[[ Information supplied, beginning ]]
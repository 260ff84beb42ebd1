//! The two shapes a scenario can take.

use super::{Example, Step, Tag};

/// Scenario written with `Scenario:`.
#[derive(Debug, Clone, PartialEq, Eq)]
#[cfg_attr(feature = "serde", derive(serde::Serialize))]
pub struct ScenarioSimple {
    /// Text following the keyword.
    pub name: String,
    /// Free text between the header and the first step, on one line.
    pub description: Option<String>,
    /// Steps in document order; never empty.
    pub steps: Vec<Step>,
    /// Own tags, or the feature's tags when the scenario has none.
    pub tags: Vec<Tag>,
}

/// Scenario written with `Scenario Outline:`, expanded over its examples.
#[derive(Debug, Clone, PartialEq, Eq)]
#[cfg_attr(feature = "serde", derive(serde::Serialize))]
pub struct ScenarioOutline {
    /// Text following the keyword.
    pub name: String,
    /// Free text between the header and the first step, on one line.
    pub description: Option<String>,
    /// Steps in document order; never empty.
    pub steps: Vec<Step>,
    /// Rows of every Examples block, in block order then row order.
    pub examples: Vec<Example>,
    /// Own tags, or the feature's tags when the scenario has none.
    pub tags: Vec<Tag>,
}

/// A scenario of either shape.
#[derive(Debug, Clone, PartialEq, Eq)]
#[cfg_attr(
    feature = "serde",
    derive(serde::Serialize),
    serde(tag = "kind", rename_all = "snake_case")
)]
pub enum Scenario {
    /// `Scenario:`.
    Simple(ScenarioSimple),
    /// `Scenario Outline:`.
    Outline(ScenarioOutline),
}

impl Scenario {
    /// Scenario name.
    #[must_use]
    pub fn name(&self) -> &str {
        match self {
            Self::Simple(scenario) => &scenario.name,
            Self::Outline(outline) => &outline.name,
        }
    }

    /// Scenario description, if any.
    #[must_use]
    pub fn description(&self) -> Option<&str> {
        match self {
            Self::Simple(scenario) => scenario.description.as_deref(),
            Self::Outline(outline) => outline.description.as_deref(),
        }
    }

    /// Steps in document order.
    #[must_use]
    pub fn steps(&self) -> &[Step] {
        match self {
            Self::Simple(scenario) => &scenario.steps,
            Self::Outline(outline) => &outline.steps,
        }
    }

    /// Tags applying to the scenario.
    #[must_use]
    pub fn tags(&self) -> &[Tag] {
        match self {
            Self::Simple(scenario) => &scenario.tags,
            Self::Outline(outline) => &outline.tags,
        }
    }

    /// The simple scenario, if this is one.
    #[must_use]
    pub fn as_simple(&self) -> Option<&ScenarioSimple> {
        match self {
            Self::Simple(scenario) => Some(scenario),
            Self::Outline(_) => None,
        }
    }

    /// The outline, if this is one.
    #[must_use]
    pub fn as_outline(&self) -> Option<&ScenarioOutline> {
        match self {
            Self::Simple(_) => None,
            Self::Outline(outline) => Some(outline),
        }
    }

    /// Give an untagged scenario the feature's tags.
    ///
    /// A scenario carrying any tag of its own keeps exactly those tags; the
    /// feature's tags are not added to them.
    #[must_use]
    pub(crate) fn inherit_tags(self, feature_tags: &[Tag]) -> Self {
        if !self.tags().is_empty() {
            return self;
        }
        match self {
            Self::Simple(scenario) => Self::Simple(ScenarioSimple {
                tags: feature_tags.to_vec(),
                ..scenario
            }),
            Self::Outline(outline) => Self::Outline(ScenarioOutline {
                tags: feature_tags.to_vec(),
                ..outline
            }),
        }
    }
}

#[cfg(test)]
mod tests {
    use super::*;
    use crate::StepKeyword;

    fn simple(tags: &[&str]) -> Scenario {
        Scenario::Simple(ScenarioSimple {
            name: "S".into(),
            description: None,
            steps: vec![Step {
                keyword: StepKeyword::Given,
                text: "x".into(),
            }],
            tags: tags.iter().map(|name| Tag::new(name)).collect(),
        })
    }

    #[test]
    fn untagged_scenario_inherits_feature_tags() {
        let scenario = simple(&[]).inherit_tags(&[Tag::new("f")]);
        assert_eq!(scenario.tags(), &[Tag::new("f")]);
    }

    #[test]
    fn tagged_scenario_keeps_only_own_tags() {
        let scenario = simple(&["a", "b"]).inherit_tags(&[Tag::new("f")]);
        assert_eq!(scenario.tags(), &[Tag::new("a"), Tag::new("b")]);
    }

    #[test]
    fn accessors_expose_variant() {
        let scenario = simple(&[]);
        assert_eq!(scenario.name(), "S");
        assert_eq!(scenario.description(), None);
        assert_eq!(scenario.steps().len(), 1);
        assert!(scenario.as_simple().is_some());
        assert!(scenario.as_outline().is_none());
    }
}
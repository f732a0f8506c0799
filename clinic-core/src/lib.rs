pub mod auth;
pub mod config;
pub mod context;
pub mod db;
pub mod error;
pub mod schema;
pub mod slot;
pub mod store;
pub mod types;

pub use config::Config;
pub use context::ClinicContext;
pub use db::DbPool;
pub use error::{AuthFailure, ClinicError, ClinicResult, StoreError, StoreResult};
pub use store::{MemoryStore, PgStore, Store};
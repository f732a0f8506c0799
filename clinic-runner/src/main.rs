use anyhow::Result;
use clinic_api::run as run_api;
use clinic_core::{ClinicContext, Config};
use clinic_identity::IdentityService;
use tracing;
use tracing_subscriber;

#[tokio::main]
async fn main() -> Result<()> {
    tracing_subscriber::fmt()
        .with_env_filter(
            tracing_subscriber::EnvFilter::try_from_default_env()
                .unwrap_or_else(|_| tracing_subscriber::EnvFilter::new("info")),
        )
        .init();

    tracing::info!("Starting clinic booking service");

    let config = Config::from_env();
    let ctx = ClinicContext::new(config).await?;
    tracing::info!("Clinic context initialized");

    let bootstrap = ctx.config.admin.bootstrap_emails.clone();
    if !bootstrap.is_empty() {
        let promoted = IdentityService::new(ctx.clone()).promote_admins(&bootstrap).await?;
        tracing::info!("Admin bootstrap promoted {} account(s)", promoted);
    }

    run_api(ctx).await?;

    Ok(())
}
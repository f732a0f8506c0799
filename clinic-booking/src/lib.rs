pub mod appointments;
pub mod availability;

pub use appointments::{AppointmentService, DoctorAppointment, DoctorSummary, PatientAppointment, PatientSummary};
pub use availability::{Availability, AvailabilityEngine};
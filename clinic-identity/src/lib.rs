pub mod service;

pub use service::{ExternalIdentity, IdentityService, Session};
[[ Information supplied, end ]]
[[ Information supplied, beginning ]]
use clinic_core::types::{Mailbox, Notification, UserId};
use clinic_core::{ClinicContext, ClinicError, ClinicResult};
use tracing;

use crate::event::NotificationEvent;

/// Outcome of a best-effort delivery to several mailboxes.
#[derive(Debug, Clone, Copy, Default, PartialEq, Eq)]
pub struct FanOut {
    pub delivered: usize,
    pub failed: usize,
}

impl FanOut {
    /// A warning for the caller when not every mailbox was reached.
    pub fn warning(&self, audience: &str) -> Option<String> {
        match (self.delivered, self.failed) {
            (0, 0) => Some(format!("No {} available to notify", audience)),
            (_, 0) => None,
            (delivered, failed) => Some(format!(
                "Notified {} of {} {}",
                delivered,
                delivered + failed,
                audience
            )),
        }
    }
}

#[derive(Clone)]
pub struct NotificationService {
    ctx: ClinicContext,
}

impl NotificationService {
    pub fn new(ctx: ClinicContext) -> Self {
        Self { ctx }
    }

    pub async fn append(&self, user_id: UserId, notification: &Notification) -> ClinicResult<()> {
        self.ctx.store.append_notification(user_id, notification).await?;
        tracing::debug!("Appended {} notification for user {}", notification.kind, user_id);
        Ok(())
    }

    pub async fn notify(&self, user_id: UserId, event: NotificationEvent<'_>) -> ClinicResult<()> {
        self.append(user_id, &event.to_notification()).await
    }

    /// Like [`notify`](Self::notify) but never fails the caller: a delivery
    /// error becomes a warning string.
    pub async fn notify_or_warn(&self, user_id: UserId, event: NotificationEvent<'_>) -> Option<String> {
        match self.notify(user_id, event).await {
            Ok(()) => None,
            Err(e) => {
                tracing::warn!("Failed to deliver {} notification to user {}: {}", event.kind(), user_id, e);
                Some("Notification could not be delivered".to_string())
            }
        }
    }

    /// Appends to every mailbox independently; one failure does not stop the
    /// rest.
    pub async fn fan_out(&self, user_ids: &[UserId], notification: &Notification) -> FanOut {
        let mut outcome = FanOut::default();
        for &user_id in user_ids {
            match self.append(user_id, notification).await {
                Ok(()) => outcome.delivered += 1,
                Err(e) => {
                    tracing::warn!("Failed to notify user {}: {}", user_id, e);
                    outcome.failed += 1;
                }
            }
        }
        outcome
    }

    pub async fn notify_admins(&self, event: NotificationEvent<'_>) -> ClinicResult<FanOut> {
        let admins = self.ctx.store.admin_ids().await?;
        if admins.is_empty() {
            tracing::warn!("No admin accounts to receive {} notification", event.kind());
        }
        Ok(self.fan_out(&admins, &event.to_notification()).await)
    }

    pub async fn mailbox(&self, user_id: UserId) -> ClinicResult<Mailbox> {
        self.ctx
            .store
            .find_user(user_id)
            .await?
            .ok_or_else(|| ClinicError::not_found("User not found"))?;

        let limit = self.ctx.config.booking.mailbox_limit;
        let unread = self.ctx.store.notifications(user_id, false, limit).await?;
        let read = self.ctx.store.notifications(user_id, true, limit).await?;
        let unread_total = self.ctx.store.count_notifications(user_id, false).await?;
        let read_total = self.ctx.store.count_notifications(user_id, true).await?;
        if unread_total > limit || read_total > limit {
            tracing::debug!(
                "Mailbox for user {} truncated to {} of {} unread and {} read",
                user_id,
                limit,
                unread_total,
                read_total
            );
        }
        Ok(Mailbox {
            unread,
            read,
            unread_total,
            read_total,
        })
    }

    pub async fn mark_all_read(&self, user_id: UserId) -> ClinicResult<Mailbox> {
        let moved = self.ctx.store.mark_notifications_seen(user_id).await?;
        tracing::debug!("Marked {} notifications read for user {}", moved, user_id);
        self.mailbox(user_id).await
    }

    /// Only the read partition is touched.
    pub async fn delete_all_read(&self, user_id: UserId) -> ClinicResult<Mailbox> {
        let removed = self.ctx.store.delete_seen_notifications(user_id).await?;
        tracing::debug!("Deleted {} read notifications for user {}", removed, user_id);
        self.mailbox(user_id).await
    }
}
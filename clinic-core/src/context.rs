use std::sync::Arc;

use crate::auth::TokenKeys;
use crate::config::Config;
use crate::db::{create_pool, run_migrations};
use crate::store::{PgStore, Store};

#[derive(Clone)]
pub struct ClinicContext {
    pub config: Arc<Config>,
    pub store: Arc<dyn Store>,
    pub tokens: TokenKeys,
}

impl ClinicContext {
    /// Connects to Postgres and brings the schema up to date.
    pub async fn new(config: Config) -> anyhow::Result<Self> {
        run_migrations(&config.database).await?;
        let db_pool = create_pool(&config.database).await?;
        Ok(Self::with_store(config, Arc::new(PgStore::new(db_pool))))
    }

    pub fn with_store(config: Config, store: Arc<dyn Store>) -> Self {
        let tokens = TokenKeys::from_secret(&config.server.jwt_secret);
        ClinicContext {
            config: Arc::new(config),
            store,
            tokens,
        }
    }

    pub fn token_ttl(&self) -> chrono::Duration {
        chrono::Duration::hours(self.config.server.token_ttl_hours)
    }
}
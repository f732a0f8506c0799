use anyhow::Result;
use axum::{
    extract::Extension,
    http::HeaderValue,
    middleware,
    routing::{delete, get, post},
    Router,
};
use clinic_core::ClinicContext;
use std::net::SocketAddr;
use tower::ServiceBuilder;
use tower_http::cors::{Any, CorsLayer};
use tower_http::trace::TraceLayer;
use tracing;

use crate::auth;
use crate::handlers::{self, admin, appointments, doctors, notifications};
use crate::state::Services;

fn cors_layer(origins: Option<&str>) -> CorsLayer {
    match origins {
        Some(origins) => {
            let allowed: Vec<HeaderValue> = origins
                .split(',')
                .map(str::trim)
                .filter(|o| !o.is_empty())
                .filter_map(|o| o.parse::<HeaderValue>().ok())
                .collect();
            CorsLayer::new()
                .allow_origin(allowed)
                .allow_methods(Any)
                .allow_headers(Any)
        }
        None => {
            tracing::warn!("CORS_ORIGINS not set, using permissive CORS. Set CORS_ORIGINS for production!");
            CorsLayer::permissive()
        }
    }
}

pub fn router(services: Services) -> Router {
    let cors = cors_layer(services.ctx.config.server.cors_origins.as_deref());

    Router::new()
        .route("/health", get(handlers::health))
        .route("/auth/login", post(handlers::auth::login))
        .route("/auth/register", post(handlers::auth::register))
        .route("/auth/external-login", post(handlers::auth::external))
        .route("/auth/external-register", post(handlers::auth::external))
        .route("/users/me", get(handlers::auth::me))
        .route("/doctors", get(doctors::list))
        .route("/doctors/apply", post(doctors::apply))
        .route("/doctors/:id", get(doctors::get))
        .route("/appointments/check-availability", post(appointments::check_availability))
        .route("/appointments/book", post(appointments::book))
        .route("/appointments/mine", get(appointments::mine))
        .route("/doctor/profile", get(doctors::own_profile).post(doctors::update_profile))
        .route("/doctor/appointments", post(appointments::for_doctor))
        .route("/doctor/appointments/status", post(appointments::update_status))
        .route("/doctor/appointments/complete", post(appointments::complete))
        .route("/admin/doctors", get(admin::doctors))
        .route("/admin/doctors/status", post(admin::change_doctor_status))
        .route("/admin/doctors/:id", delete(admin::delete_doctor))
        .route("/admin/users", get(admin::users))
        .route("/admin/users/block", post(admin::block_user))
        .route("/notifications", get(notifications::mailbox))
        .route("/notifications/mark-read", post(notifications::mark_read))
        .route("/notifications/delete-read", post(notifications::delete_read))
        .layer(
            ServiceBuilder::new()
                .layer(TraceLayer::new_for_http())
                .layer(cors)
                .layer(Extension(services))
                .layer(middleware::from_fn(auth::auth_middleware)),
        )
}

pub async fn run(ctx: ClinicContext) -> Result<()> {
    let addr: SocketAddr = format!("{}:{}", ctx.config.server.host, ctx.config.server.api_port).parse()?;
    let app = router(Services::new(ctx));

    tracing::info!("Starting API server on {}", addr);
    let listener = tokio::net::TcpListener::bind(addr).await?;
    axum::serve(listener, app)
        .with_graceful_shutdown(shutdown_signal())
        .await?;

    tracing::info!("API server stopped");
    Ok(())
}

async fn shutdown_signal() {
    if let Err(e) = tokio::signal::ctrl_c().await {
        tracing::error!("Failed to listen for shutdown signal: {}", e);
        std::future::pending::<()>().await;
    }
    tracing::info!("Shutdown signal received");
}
[[ Information supplied, end ]]
### What you are asked to do
Note how many lines in the data above have the string "parse" in them, and give that number by itself.

### Task result
2